In terms of process, over half of Senior Editors (58%) responding also indicated their tasks, such as obtaining feedback from Reviewing Editors on initial submissions to be more challenging than the old model. This will be interesting to watch to see if the workflow and effort required smooth out over time.

Reviewing Editors are more favorable to the new model than Senior Editors

Most of the Reviewing Editors (71%) think the quality of submissions has improved or remained the same, which is higher than the Senior Editors quality assessment, but fewer have or plan to submit their own manuscripts (just under 50% compared to the 54% of Senior Editors). .

As with Senior Editors, many (46.8%) found conducting the initial assessment to be more challenging than in the old model.

Readers’ perceptions are generally positive about the new model

Readers, in a recent reader survey, find the new model helpful overall. Over half support preprints being accompanied by public peer reviews (57%), while around one in nine oppose it (12%).

Regarding the eLife assessments associated with the Reviewed Preprints, 50% had read at least one and 75% of those readers said they were useful to them. 81% of those who hadn’t read an eLife assessment said they could be useful to them.


The first six months of data from the eLife shift to its new model show fledgling success in most areas. Community approval is relatively high, which is interesting given the reputation that researchers have for resisting change. The authors are self-selecting in, so this is not a reflection of researchers writ large, but it seemed possible that submissions will trail off and there would not be enough data to do an analysis at all. Submission data and community engagement have in fact been quite high.

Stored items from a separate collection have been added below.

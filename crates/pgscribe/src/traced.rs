//! Traced database connection wrapper.
//!
//! Wraps a tokio-postgres connection and logs every batch and query via tracing.

use std::future::Future;
use std::pin::Pin;

use tokio_postgres::types::ToSql;
use tokio_postgres::{Error, Row};
use tracing::Instrument;

type BoxFuture<'a, T> = Pin<Box<dyn Future<Output = Result<T, Error>> + Send + 'a>>;

/// Trait for database connections the migration tracker can drive.
///
/// This is implemented for `tokio_postgres::Client` and `deadpool_postgres::Object`.
/// Batches go through the simple query protocol, so one call may carry
/// several `;`-separated statements.
pub trait Connection: Send + Sync {
    /// Execute a batch of statements, discarding any rows.
    fn batch_execute<'a>(&'a self, sql: &'a str) -> BoxFuture<'a, ()>;

    /// Execute a query, returning all rows.
    fn query<'a>(
        &'a self,
        sql: &'a str,
        params: &'a [&'a (dyn ToSql + Sync)],
    ) -> BoxFuture<'a, Vec<Row>>;
}

impl Connection for tokio_postgres::Client {
    fn batch_execute<'a>(&'a self, sql: &'a str) -> BoxFuture<'a, ()> {
        Box::pin(tokio_postgres::Client::batch_execute(self, sql))
    }

    fn query<'a>(
        &'a self,
        sql: &'a str,
        params: &'a [&'a (dyn ToSql + Sync)],
    ) -> BoxFuture<'a, Vec<Row>> {
        Box::pin(tokio_postgres::Client::query(self, sql, params))
    }
}

impl Connection for deadpool_postgres::Object {
    fn batch_execute<'a>(&'a self, sql: &'a str) -> BoxFuture<'a, ()> {
        // Deref to the underlying Client to avoid recursion
        use std::ops::Deref;
        let client: &tokio_postgres::Client = self.deref();
        Box::pin(client.batch_execute(sql))
    }

    fn query<'a>(
        &'a self,
        sql: &'a str,
        params: &'a [&'a (dyn ToSql + Sync)],
    ) -> BoxFuture<'a, Vec<Row>> {
        use std::ops::Deref;
        let client: &tokio_postgres::Client = self.deref();
        Box::pin(client.query(sql, params))
    }
}

/// A wrapper around a database connection that logs all statements via tracing.
///
/// # Example
///
/// ```ignore
/// use pgscribe::ConnectionExt;
///
/// let conn = pool.get().await?;
/// conn.traced().batch_execute("begin; select 1; commit;").await?;
/// ```
pub struct TracedConn<'a, C: Connection> {
    conn: &'a C,
}

impl<'a, C: Connection> TracedConn<'a, C> {
    pub fn new(conn: &'a C) -> Self {
        Self { conn }
    }

    /// Execute a batch of statements.
    pub async fn batch_execute(&self, sql: &str) -> Result<(), Error> {
        let span = tracing::debug_span!("db.batch", sql = %sql, failed = tracing::field::Empty);
        let result = self.conn.batch_execute(sql).instrument(span.clone()).await;
        span.record("failed", result.is_err());
        result
    }

    /// Execute a query, returning all rows.
    pub async fn query(
        &self,
        sql: &str,
        params: &[&(dyn ToSql + Sync)],
    ) -> Result<Vec<Row>, Error> {
        let span = tracing::debug_span!(
            "db.query",
            sql = %sql,
            params = params.len(),
            rows = tracing::field::Empty,
        );
        let rows = self
            .conn
            .query(sql, params)
            .instrument(span.clone())
            .await?;
        span.record("rows", rows.len());
        Ok(rows)
    }
}

/// Extension trait to get a traced wrapper from a connection.
pub trait ConnectionExt: Connection + Sized {
    /// Wrap this connection in a `TracedConn` for statement logging.
    fn traced(&self) -> TracedConn<'_, Self> {
        TracedConn::new(self)
    }
}

impl<C: Connection> ConnectionExt for C {}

One caveat about the analysis is that it is proving difficult to compare to a control since eLife also switched to a new version of the manuscript submission system at the end of January 2023. This has confounded our efforts to compare to last year’s data meaningfully. Also, our initial goals of comparison to old-model submissions is difficult because most of the submitting authors are selecting the new model.

At ICOR we anticipate having a clearer picture after about two years of operation of the new model. While preliminary data is helpful and gives us an indication as to the direction eLife is headed, only after there is more awareness among authors regarding their options can we detect the thin wedge of true culture change.